Latar Media - Kabar wafatnya Dominikus Adi Sutarwijono, atau Awi, menyisakan duka mendalam bagi banyak orang, terutama dalam kalangan pers. Bagi Diana AV Sasa, kepergian Awi merupakan kehilangan seorang guru yang mengajarkan arti keberanian dan tanggung jawab di dunia jurnalistik.
Adi Sutarwijono wafat pada Selasa, 10 Februari 2026, pukul 20.36 WIB di RS MRCCC, Jakarta. Saat meninggal, almarhum menjabat sebagai Ketua DPRD Kota Surabaya dan Ketua DPC PDI Perjuangan Kota Surabaya periode 2019–2024.
Diana Sasa mengungkapkan bahwa Awi bukan sekadar pejabat publik, melainkan sosok yang paham dan dekat dengan dunia jurnalistik. Latar belakangnya sebagai jurnalis membuatnya memahami ritme kerja wartawan dan peka terhadap tantangan yang dihadapi profesi tersebut. Kenangan Diana kembali pada masa-masa ketika diskusi dengan Awi tidak selalu berlangsung formal, dari mana ia banyak belajar tentang teknik jurnalistik dan keteguhan memegang prinsip.
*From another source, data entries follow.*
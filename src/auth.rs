use actix_web::{dev::Payload, Error, FromRequest, HttpRequest};
use actix_web_httpauth::extractors::bearer::BearerAuth;
use jsonwebtoken::errors::ErrorKind;
use jsonwebtoken::{decode, encode, Algorithm, DecodingKey, EncodingKey, Header, Validation};
use serde::{Deserialize, Serialize};
use std::env;
use std::future::{ready, Ready};

#[derive(Debug, Clone, Copy, Serialize, Deserialize, PartialEq, Eq, PartialOrd, Ord, utoipa::ToSchema)]
#[serde(rename_all = "lowercase")]
pub enum Role {
    User,
    Moderator,
    Admin,
}

impl Role {
    pub fn as_str(self) -> &'static str {
        match self {
            Role::User => "user",
            Role::Moderator => "moderator",
            Role::Admin => "admin",
        }
    }
}

#[derive(Debug, Clone, Serialize, Deserialize)]
pub struct Claims {
    pub sub: String,
    pub exp: usize,
    pub roles: Vec<Role>,
}

fn jwt_secret() -> Result<String, jsonwebtoken::errors::Error> {
    env::var("JWT_SECRET").map_err(|_| ErrorKind::InvalidKeyFormat.into())
}

/// Validate a JWT and return its claims.
fn decode_jwt(token: &str) -> Result<Claims, jsonwebtoken::errors::Error> {
    let secret = jwt_secret()?;
    let mut validation = Validation::new(Algorithm::HS256);
    validation.validate_exp = true;
    let data = decode::<Claims>(
        token,
        &DecodingKey::from_secret(secret.as_bytes()),
        &validation,
    )?;
    Ok(data.claims)
}

/// Extractor yielding validated `Claims`.
pub struct Auth(pub Claims);

impl FromRequest for Auth {
    type Error = Error;
    type Future = Ready<Result<Self, Error>>;

    fn from_request(req: &HttpRequest, pl: &mut Payload) -> Self::Future {
        if let Ok(bearer) = BearerAuth::from_request(req, pl).into_inner() {
            match decode_jwt(bearer.token()) {
                Ok(claims) => return ready(Ok(Auth(claims))),
                Err(_) => return ready(Err(actix_web::error::ErrorUnauthorized("Invalid JWT"))),
            }
        }
        ready(Err(actix_web::error::ErrorUnauthorized(
            "Authorization required",
        )))
    }
}

impl Auth {
    pub fn session(&self) -> Session {
        Session::from_claims(&self.0)
    }
}

/// Authenticated caller, passed explicitly into every ledger operation.
#[derive(Debug, Clone, PartialEq, Eq)]
pub struct Session {
    pub user_id: String,
    pub username: String,
    pub role: Role,
}

impl Session {
    /// Subjects look like `"<user id>:<username>"`; a bare subject doubles as both.
    pub fn from_claims(claims: &Claims) -> Self {
        let (user_id, username) = claims
            .sub
            .split_once(':')
            .unwrap_or((claims.sub.as_str(), claims.sub.as_str()));
        Self {
            user_id: user_id.to_string(),
            username: username.to_string(),
            role: claims.roles.iter().copied().max().unwrap_or(Role::User),
        }
    }

    pub fn is_moderator(&self) -> bool {
        matches!(self.role, Role::Moderator | Role::Admin)
    }
}

/// Create a JWT for a user. The id ends up before the first `:` of the subject, so it may not
/// contain one.
pub fn create_jwt(
    user_id: &str,
    username: &str,
    roles: Vec<Role>,
) -> Result<String, jsonwebtoken::errors::Error> {
    if user_id.is_empty() || user_id.contains(':') {
        return Err(ErrorKind::InvalidSubject.into());
    }
    let secret = jwt_secret()?;
    let expiration = (chrono::Utc::now() + chrono::Duration::hours(24)).timestamp() as usize;

    let claims = Claims {
        sub: format!("{}:{}", user_id, username),
        exp: expiration,
        roles,
    };

    encode(
        &Header::default(),
        &claims,
        &EncodingKey::from_secret(secret.as_bytes()),
    )
}
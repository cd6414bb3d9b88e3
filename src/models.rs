use std::fmt;
use std::str::FromStr;

use chrono::{DateTime, Utc};
use serde::{Deserialize, Serialize};
use utoipa::ToSchema;
use uuid::Uuid;

pub type Id = i64;

/// The two kinds of user content that carry votes and comments.
#[derive(Debug, Clone, Copy, PartialEq, Eq, Hash, Serialize, Deserialize, ToSchema, sqlx::Type)]
#[serde(rename_all = "snake_case")]
#[sqlx(type_name = "post_kind", rename_all = "snake_case")]
pub enum PostKind {
    Trade,
    ForumPost,
}

impl PostKind {
    pub const ALL: [PostKind; 2] = [PostKind::Trade, PostKind::ForumPost];

    /// Path segment used by the REST surface (`/api/v1/{resource}`).
    pub fn resource(self) -> &'static str {
        match self {
            PostKind::Trade => "trades",
            PostKind::ForumPost => "forum-posts",
        }
    }

    pub fn from_resource(segment: &str) -> Option<Self> {
        Self::ALL.into_iter().find(|k| k.resource() == segment)
    }

    pub fn as_str(self) -> &'static str {
        match self {
            PostKind::Trade => "trade",
            PostKind::ForumPost => "forum_post",
        }
    }

    /// Human wording for notification text.
    pub fn label(self) -> &'static str {
        match self {
            PostKind::Trade => "trade",
            PostKind::ForumPost => "forum post",
        }
    }
}

impl fmt::Display for PostKind {
    fn fmt(&self, f: &mut fmt::Formatter<'_>) -> fmt::Result {
        f.write_str(self.as_str())
    }
}

#[derive(Debug, Clone, Copy, PartialEq, Eq, Serialize, Deserialize, ToSchema, sqlx::Type)]
#[serde(rename_all = "lowercase")]
#[sqlx(type_name = "vote_type", rename_all = "lowercase")]
pub enum VoteType {
    Up,
    Down,
}

impl VoteType {
    pub fn as_str(self) -> &'static str {
        match self {
            VoteType::Up => "up",
            VoteType::Down => "down",
        }
    }
}

#[derive(Debug, Clone, PartialEq, Eq, thiserror::Error)]
#[error("vote type must be \"up\" or \"down\", got {0:?}")]
pub struct ParseVoteTypeError(pub String);

impl FromStr for VoteType {
    type Err = ParseVoteTypeError;

    fn from_str(s: &str) -> Result<Self, Self::Err> {
        match s {
            "up" => Ok(VoteType::Up),
            "down" => Ok(VoteType::Down),
            other => Err(ParseVoteTypeError(other.to_string())),
        }
    }
}

#[derive(Debug, Clone, Serialize, Deserialize, ToSchema, sqlx::FromRow)]
#[serde(rename_all = "camelCase")]
pub struct Post {
    pub id: Id,
    pub kind: PostKind,
    pub author_id: String,
    pub author_username: String,
    pub title: String,
    pub body: String,
    pub upvotes: i64,
    pub downvotes: i64,
    pub created_at: DateTime<Utc>,
}

/// Post creation payload as sent by clients.
#[derive(Debug, Clone, Serialize, Deserialize, ToSchema)]
pub struct NewPostRequest {
    pub title: String,
    #[serde(default)]
    pub body: String,
}

/// Validated post insert handed to the store.
#[derive(Debug, Clone)]
pub struct NewPost {
    pub kind: PostKind,
    pub author_id: String,
    pub author_username: String,
    pub title: String,
    pub body: String,
}

/// Post as returned by `GET /{resource}/{id}`; comment count is derived at read time.
#[derive(Debug, Clone, Serialize, Deserialize, ToSchema)]
#[serde(rename_all = "camelCase")]
pub struct PostView {
    #[serde(flatten)]
    pub post: Post,
    pub comment_count: i64,
}

#[derive(Debug, Clone, Copy, PartialEq, Eq, Serialize, Deserialize)]
pub struct VoteCounters {
    pub upvotes: i64,
    pub downvotes: i64,
}

impl VoteCounters {
    /// Counters moved by the given deltas, clamped at zero.
    pub fn shifted(self, up_delta: i64, down_delta: i64) -> Self {
        Self {
            upvotes: (self.upvotes + up_delta).max(0),
            downvotes: (self.downvotes + down_delta).max(0),
        }
    }
}

#[derive(Debug, Clone, Serialize, Deserialize, ToSchema, sqlx::FromRow)]
pub struct VoteRecord {
    pub post_kind: PostKind,
    pub post_id: Id,
    pub user_id: String,
    pub vote_type: VoteType,
    pub created_at: DateTime<Utc>,
    pub updated_at: DateTime<Utc>,
}

#[derive(Debug, Clone, Serialize, Deserialize, ToSchema)]
#[serde(rename_all = "camelCase")]
pub struct VoteRequest {
    /// `"up"` or `"down"`; kept as a string so unknown values surface as `invalid_argument`.
    pub vote_type: String,
}

#[derive(Debug, Clone, Copy, PartialEq, Eq, Serialize, Deserialize, ToSchema)]
#[serde(rename_all = "camelCase")]
pub struct VoteState {
    pub upvotes: i64,
    pub downvotes: i64,
    pub user_vote: Option<VoteType>,
}

#[derive(Debug, Clone, Serialize, Deserialize, ToSchema, sqlx::FromRow)]
pub struct Comment {
    pub id: Id,
    pub post_kind: PostKind,
    pub post_id: Id,
    pub author_id: String,
    pub author_username: String,
    pub content: String,
    pub created_at: DateTime<Utc>,
}

#[derive(Debug, Clone)]
pub struct NewComment {
    pub post_kind: PostKind,
    pub post_id: Id,
    pub author_id: String,
    pub author_username: String,
    pub content: String,
}

#[derive(Debug, Clone, Serialize, Deserialize, ToSchema)]
pub struct CommentRequest {
    pub content: String,
}

#[derive(Debug, Clone, Serialize, Deserialize, ToSchema)]
pub struct CommentAuthor {
    pub id: String,
    pub username: String,
}

/// Wire shape of a comment.
#[derive(Debug, Clone, Serialize, Deserialize, ToSchema)]
#[serde(rename_all = "camelCase")]
pub struct CommentView {
    pub comment_id: Id,
    pub content: String,
    pub created_at: DateTime<Utc>,
    pub author: CommentAuthor,
}

impl From<Comment> for CommentView {
    fn from(c: Comment) -> Self {
        Self {
            comment_id: c.id,
            content: c.content,
            created_at: c.created_at,
            author: CommentAuthor { id: c.author_id, username: c.author_username },
        }
    }
}

#[derive(Debug, Clone, Copy, PartialEq, Eq, Serialize, Deserialize, ToSchema, sqlx::Type)]
#[serde(rename_all = "lowercase")]
#[sqlx(type_name = "notification_kind", rename_all = "lowercase")]
pub enum NotificationKind {
    Vote,
    Comment,
}

#[derive(Debug, Clone, Serialize, Deserialize, ToSchema)]
#[serde(rename_all = "camelCase")]
pub struct NewNotification {
    pub recipient: String,
    pub sender: String,
    #[serde(rename = "type")]
    pub kind: NotificationKind,
    pub title: String,
    pub message: String,
    pub related_kind: PostKind,
    pub related_id: Id,
}

#[derive(Debug, Clone, Serialize, Deserialize, ToSchema, sqlx::FromRow)]
#[serde(rename_all = "camelCase")]
pub struct Notification {
    pub id: Uuid,
    pub recipient: String,
    pub sender: String,
    #[serde(rename = "type")]
    pub kind: NotificationKind,
    pub title: String,
    pub message: String,
    pub related_kind: PostKind,
    pub related_id: Id,
    pub read: bool,
    pub created_at: DateTime<Utc>,
}
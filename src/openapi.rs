use crate::auth::Role;
use crate::models::{
    CommentAuthor, CommentRequest, CommentView, NewPostRequest, Notification, NotificationKind, Post, PostKind,
    PostView, VoteRequest, VoteState, VoteType,
};
use utoipa::OpenApi;

#[derive(OpenApi)]
#[openapi(
    paths(
        crate::routes::cast_vote,
        crate::routes::get_votes,
        crate::routes::add_comment,
        crate::routes::list_comments,
        crate::routes::create_post,
        crate::routes::list_posts,
        crate::routes::get_post,
        crate::routes::delete_post,
        crate::routes::recount_votes,
        crate::routes::list_notifications,
        crate::routes::mark_notification_read,
        crate::routes::auth_me,
    ),
    components(schemas(
        Post, PostKind, PostView, NewPostRequest,
        VoteRequest, VoteState, VoteType,
        CommentRequest, CommentView, CommentAuthor,
        Notification, NotificationKind, Role,
        crate::routes::MeResponse
    )),
    tags(
        (name = "posts", description = "Trade and forum posts"),
        (name = "votes", description = "Up/down votes with toggle-off"),
        (name = "comments", description = "Append-only comments"),
        (name = "moderation", description = "Moderator tools"),
        (name = "notifications", description = "Vote and comment notifications"),
    )
)]
pub struct ApiDoc;
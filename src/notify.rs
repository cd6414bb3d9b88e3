use std::sync::Arc;
use std::time::Duration;

use async_trait::async_trait;
use thiserror::Error;
use tracing::{debug, warn};

use crate::models::NewNotification;
use crate::repo::{RepoError, SharedRepo};

#[derive(Debug, Error)]
pub enum NotifyError {
    #[error("store: {0}")]
    Store(#[from] RepoError),
    #[error("http: {0}")]
    Http(#[from] reqwest::Error),
    #[error("webhook answered {0}")]
    Status(reqwest::StatusCode),
    #[error("timed out after {0:?}")]
    Timeout(Duration),
}

#[async_trait]
pub trait Notifier: Send + Sync {
    async fn notify(&self, notification: NewNotification) -> Result<(), NotifyError>;
}

/// Writes notifications into the store, where `GET /notifications` reads them back.
pub struct InboxNotifier {
    repo: SharedRepo,
}

impl InboxNotifier {
    pub fn new(repo: SharedRepo) -> Self { Self { repo } }
}

#[async_trait]
impl Notifier for InboxNotifier {
    async fn notify(&self, notification: NewNotification) -> Result<(), NotifyError> {
        self.repo.insert_notification(notification).await?;
        Ok(())
    }
}

/// POSTs each notification as JSON to an external notification service.
pub struct WebhookNotifier {
    client: reqwest::Client,
    url: String,
}

impl WebhookNotifier {
    pub fn new(url: impl Into<String>) -> Self {
        Self { client: reqwest::Client::new(), url: url.into() }
    }
}

#[async_trait]
impl Notifier for WebhookNotifier {
    async fn notify(&self, notification: NewNotification) -> Result<(), NotifyError> {
        let resp = self.client.post(&self.url).json(&notification).send().await?;
        if !resp.status().is_success() {
            return Err(NotifyError::Status(resp.status()));
        }
        Ok(())
    }
}

/// Best-effort dispatch point for notifications.
///
/// `emit` has no error channel: delivery failures and timeouts are logged and counted,
/// never handed back to the vote or comment that triggered them.
#[derive(Clone)]
pub struct BestEffort {
    notifier: Arc<dyn Notifier>,
    timeout: Duration,
}

pub const DEFAULT_NOTIFY_TIMEOUT: Duration = Duration::from_millis(2000);

impl BestEffort {
    pub fn new(notifier: Arc<dyn Notifier>) -> Self {
        Self { notifier, timeout: DEFAULT_NOTIFY_TIMEOUT }
    }

    pub fn with_timeout(mut self, timeout: Duration) -> Self {
        self.timeout = timeout;
        self
    }

    /// Timeout from `NOTIFY_TIMEOUT_MS`, falling back to the default.
    pub fn from_env(notifier: Arc<dyn Notifier>) -> Self {
        let timeout = std::env::var("NOTIFY_TIMEOUT_MS")
            .ok()
            .and_then(|v| v.parse().ok())
            .map(Duration::from_millis)
            .unwrap_or(DEFAULT_NOTIFY_TIMEOUT);
        Self::new(notifier).with_timeout(timeout)
    }

    pub async fn emit(&self, notification: NewNotification) {
        let recipient = notification.recipient.clone();
        let outcome = match tokio::time::timeout(self.timeout, self.notifier.notify(notification)).await {
            Ok(res) => res,
            Err(_) => Err(NotifyError::Timeout(self.timeout)),
        };
        match outcome {
            Ok(()) => debug!(%recipient, "notification delivered"),
            Err(e) => {
                metrics::counter!("tradepost_notifications_failed_total").increment(1);
                warn!(%recipient, error = %e, "notification dropped");
            }
        }
    }
}

/// Picks the webhook notifier when `NOTIFY_WEBHOOK_URL` is set, the store inbox otherwise.
pub fn build_notifier(repo: SharedRepo) -> Arc<dyn Notifier> {
    match std::env::var("NOTIFY_WEBHOOK_URL") {
        Ok(url) if !url.trim().is_empty() => Arc::new(WebhookNotifier::new(url)),
        _ => Arc::new(InboxNotifier::new(repo)),
    }
}
use std::sync::Arc;
use actix_web::error::JsonPayloadError;
use actix_web::{web, HttpRequest, HttpResponse};
use uuid::Uuid;

use crate::auth::{Auth, Role};
use crate::error::ApiError;
use crate::ledger::Ledger;
use crate::models::*;
use crate::notify::{BestEffort, Notifier};
use crate::rate_limit::RateLimiterFacade;
use crate::repo::Repo;

pub fn config(cfg: &mut web::ServiceConfig) {
    // fixed segments before `{resource}` so they are not captured by it
    cfg.service(
        web::scope("/api/v1")
            .app_data(web::JsonConfig::default().error_handler(json_error))
            .service(web::resource("/auth/me").route(web::get().to(auth_me)))
            .service(web::resource("/notifications").route(web::get().to(list_notifications)))
            .service(web::resource("/notifications/{id}/read").route(web::post().to(mark_notification_read)))
            .service(
                web::resource("/admin/{resource}/{post_id}/recount")
                    .route(web::post().to(recount_votes)),
            )
            .service(
                web::resource("/{resource}")
                    .route(web::get().to(list_posts))
                    .route(web::post().to(create_post)),
            )
            .service(
                web::resource("/{resource}/{post_id}")
                    .route(web::get().to(get_post))
                    .route(web::delete().to(delete_post)),
            )
            .service(web::resource("/{resource}/{post_id}/vote").route(web::post().to(cast_vote)))
            .service(web::resource("/{resource}/{post_id}/votes").route(web::get().to(get_votes)))
            .service(
                web::resource("/{resource}/{post_id}/comments")
                    .route(web::get().to(list_comments))
                    .route(web::post().to(add_comment)),
            ),
    );
}

#[derive(Clone)]
pub struct AppState {
    pub repo: Arc<dyn Repo>,
    pub ledger: Ledger,
    pub rate_limiter: Option<RateLimiterFacade>,
}

impl AppState {
    pub fn new(repo: Arc<dyn Repo>, notifications: BestEffort) -> Self {
        let ledger = Ledger::new(repo.clone(), notifications);
        Self { repo, ledger, rate_limiter: None }
    }

    /// Convenience for wiring a notifier with the default timeout.
    pub fn with_notifier(repo: Arc<dyn Repo>, notifier: Arc<dyn Notifier>) -> Self {
        Self::new(repo, BestEffort::new(notifier))
    }

    pub fn with_rate_limiter(mut self, limiter: RateLimiterFacade) -> Self {
        self.rate_limiter = Some(limiter);
        self
    }

    fn throttle(&self, allow: impl Fn(&RateLimiterFacade) -> bool) -> Result<(), ApiError> {
        match &self.rate_limiter {
            Some(rl) if !allow(rl) => Err(ApiError::RateLimited),
            _ => Ok(()),
        }
    }
}

/// Malformed or mistyped bodies get the same `{error, message}` shape as ledger errors.
fn json_error(err: JsonPayloadError, _req: &HttpRequest) -> actix_web::Error {
    ApiError::InvalidArgument(err.to_string()).into()
}

fn post_kind(resource: &str) -> Result<PostKind, ApiError> {
    PostKind::from_resource(resource).ok_or(ApiError::NotFound)
}

#[utoipa::path(
    post,
    path = "/api/v1/{resource}/{post_id}/vote",
    request_body = VoteRequest,
    params(
        ("resource" = String, Path, description = "`trades` or `forum-posts`"),
        ("post_id" = i64, Path, description = "Post id")
    ),
    responses(
        (status = 200, description = "Vote applied", body = VoteState),
        (status = 400, description = "Unknown vote type"),
        (status = 403, description = "Voting on own post"),
        (status = 404, description = "Post not found"),
        (status = 409, description = "Concurrent first vote, retry"),
        (status = 429, description = "Rate limited")
    ),
    tag = "votes"
)]
pub async fn cast_vote(
    auth: Auth,
    data: web::Data<AppState>,
    path: web::Path<(String, Id)>,
    payload: web::Json<VoteRequest>,
) -> Result<HttpResponse, ApiError> {
    let (resource, post_id) = path.into_inner();
    let kind = post_kind(&resource)?;
    let session = auth.session();
    data.throttle(|rl| rl.allow_vote(&session.user_id))?;
    let state = data.ledger.cast_vote(&session, kind, post_id, &payload.vote_type).await?;
    Ok(HttpResponse::Ok().json(state))
}

#[utoipa::path(
    get,
    path = "/api/v1/{resource}/{post_id}/votes",
    params(
        ("resource" = String, Path, description = "`trades` or `forum-posts`"),
        ("post_id" = i64, Path, description = "Post id")
    ),
    responses(
        (status = 200, description = "Counters and the caller's vote", body = VoteState),
        (status = 404, description = "Post not found")
    ),
    tag = "votes"
)]
pub async fn get_votes(auth: Option<Auth>, data: web::Data<AppState>, path: web::Path<(String, Id)>) -> Result<HttpResponse, ApiError> {
    let (resource, post_id) = path.into_inner();
    let kind = post_kind(&resource)?;
    let session = auth.map(|a| a.session());
    let state = data.ledger.vote_state(session.as_ref(), kind, post_id).await?;
    Ok(HttpResponse::Ok().json(state))
}

#[utoipa::path(
    post,
    path = "/api/v1/{resource}/{post_id}/comments",
    request_body = CommentRequest,
    params(
        ("resource" = String, Path, description = "`trades` or `forum-posts`"),
        ("post_id" = i64, Path, description = "Post id")
    ),
    responses(
        (status = 201, description = "Comment created", body = CommentView),
        (status = 400, description = "Empty comment"),
        (status = 404, description = "Post not found"),
        (status = 429, description = "Rate limited")
    ),
    tag = "comments"
)]
pub async fn add_comment(
    auth: Auth,
    data: web::Data<AppState>,
    path: web::Path<(String, Id)>,
    payload: web::Json<CommentRequest>,
) -> Result<HttpResponse, ApiError> {
    let (resource, post_id) = path.into_inner();
    let kind = post_kind(&resource)?;
    let session = auth.session();
    data.throttle(|rl| rl.allow_comment(&session.user_id))?;
    let comment = data.ledger.add_comment(&session, kind, post_id, &payload.content).await?;
    Ok(HttpResponse::Created().json(CommentView::from(comment)))
}

#[utoipa::path(
    get,
    path = "/api/v1/{resource}/{post_id}/comments",
    params(
        ("resource" = String, Path, description = "`trades` or `forum-posts`"),
        ("post_id" = i64, Path, description = "Post id")
    ),
    responses(
        (status = 200, description = "Comments, newest first", body = [CommentView]),
        (status = 404, description = "Post not found")
    ),
    tag = "comments"
)]
pub async fn list_comments(data: web::Data<AppState>, path: web::Path<(String, Id)>) -> Result<HttpResponse, ApiError> {
    let (resource, post_id) = path.into_inner();
    let kind = post_kind(&resource)?;
    let comments: Vec<CommentView> = data.ledger.list_comments(kind, post_id).await?
        .into_iter()
        .map(CommentView::from)
        .collect();
    Ok(HttpResponse::Ok().json(comments))
}

#[utoipa::path(
    post,
    path = "/api/v1/{resource}",
    request_body = NewPostRequest,
    params(("resource" = String, Path, description = "`trades` or `forum-posts`")),
    responses(
        (status = 201, description = "Post created", body = Post),
        (status = 400, description = "Empty title"),
        (status = 429, description = "Rate limited")
    ),
    tag = "posts"
)]
pub async fn create_post(
    auth: Auth,
    data: web::Data<AppState>,
    path: web::Path<String>,
    payload: web::Json<NewPostRequest>,
) -> Result<HttpResponse, ApiError> {
    let kind = post_kind(&path.into_inner())?;
    let session = auth.session();
    data.throttle(|rl| rl.allow_post(&session.user_id))?;
    let post = data.ledger.create_post(&session, kind, payload.into_inner()).await?;
    Ok(HttpResponse::Created().json(post))
}

#[utoipa::path(
    get,
    path = "/api/v1/{resource}",
    params(("resource" = String, Path, description = "`trades` or `forum-posts`")),
    responses((status = 200, description = "Posts, newest first", body = [Post])),
    tag = "posts"
)]
pub async fn list_posts(data: web::Data<AppState>, path: web::Path<String>) -> Result<HttpResponse, ApiError> {
    let kind = post_kind(&path.into_inner())?;
    let posts = data.ledger.list_posts(kind).await?;
    Ok(HttpResponse::Ok().json(posts))
}

#[utoipa::path(
    get,
    path = "/api/v1/{resource}/{post_id}",
    params(
        ("resource" = String, Path, description = "`trades` or `forum-posts`"),
        ("post_id" = i64, Path, description = "Post id")
    ),
    responses(
        (status = 200, description = "Post with live comment count", body = PostView),
        (status = 404, description = "Post not found")
    ),
    tag = "posts"
)]
pub async fn get_post(data: web::Data<AppState>, path: web::Path<(String, Id)>) -> Result<HttpResponse, ApiError> {
    let (resource, post_id) = path.into_inner();
    let kind = post_kind(&resource)?;
    let view = data.ledger.get_post(kind, post_id).await?;
    Ok(HttpResponse::Ok().json(view))
}

#[utoipa::path(
    delete,
    path = "/api/v1/{resource}/{post_id}",
    params(
        ("resource" = String, Path, description = "`trades` or `forum-posts`"),
        ("post_id" = i64, Path, description = "Post id")
    ),
    responses(
        (status = 204, description = "Post, votes and comments removed"),
        (status = 403, description = "Neither author nor moderator"),
        (status = 404, description = "Post not found")
    ),
    tag = "posts"
)]
pub async fn delete_post(auth: Auth, data: web::Data<AppState>, path: web::Path<(String, Id)>) -> Result<HttpResponse, ApiError> {
    let (resource, post_id) = path.into_inner();
    let kind = post_kind(&resource)?;
    data.ledger.delete_post(&auth.session(), kind, post_id).await?;
    Ok(HttpResponse::NoContent().finish())
}

// ---------------- Moderation -------------------------------------

#[utoipa::path(
    post,
    path = "/api/v1/admin/{resource}/{post_id}/recount",
    params(
        ("resource" = String, Path, description = "`trades` or `forum-posts`"),
        ("post_id" = i64, Path, description = "Post id")
    ),
    responses(
        (status = 200, description = "Counters rebuilt from vote records", body = VoteState),
        (status = 403, description = "Moderators only"),
        (status = 404, description = "Post not found")
    ),
    tag = "moderation"
)]
pub async fn recount_votes(auth: Auth, data: web::Data<AppState>, path: web::Path<(String, Id)>) -> Result<HttpResponse, ApiError> {
    let (resource, post_id) = path.into_inner();
    let kind = post_kind(&resource)?;
    let state = data.ledger.recount_votes(&auth.session(), kind, post_id).await?;
    Ok(HttpResponse::Ok().json(state))
}

// ---------------- Notifications ----------------------------------

#[utoipa::path(
    get,
    path = "/api/v1/notifications",
    responses(
        (status = 200, description = "Caller's notifications, newest first", body = [Notification]),
        (status = 401, description = "Unauthorized")
    ),
    tag = "notifications"
)]
pub async fn list_notifications(auth: Auth, data: web::Data<AppState>) -> Result<HttpResponse, ApiError> {
    let session = auth.session();
    let items = data.repo.list_notifications(&session.user_id).await?;
    Ok(HttpResponse::Ok().json(items))
}

#[utoipa::path(
    post,
    path = "/api/v1/notifications/{id}/read",
    params(("id" = Uuid, Path, description = "Notification id")),
    responses(
        (status = 200, description = "Marked read", body = Notification),
        (status = 404, description = "No such notification for the caller")
    ),
    tag = "notifications"
)]
pub async fn mark_notification_read(auth: Auth, data: web::Data<AppState>, path: web::Path<Uuid>) -> Result<HttpResponse, ApiError> {
    let session = auth.session();
    let n = data.repo.mark_notification_read(&session.user_id, path.into_inner()).await?;
    Ok(HttpResponse::Ok().json(n))
}

#[derive(serde::Serialize, utoipa::ToSchema)]
pub struct MeResponse {
    id: String,
    username: String,
    role: Role,
}

#[utoipa::path(
    get,
    path = "/api/v1/auth/me",
    responses(
        (status = 200, description = "Current user info", body = MeResponse),
        (status = 401, description = "Unauthorized")
    )
)]
pub async fn auth_me(auth: Auth) -> Result<HttpResponse, ApiError> {
    let session = auth.session();
    Ok(HttpResponse::Ok().json(MeResponse {
        id: session.user_id,
        username: session.username,
        role: session.role,
    }))
}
Jenazah Adi akan disemayamkan di Grand Heaven Surabaya sebelum dimakamkan pada Kamis, 12 Februari 2026, di Taman Makam Keputih, Surabaya. Kepergiannya meninggalkan jejak yang tak mudah dilupakan, terutama bagi mereka yang pernah belajar tentang keberanian dan keteguhan darinya.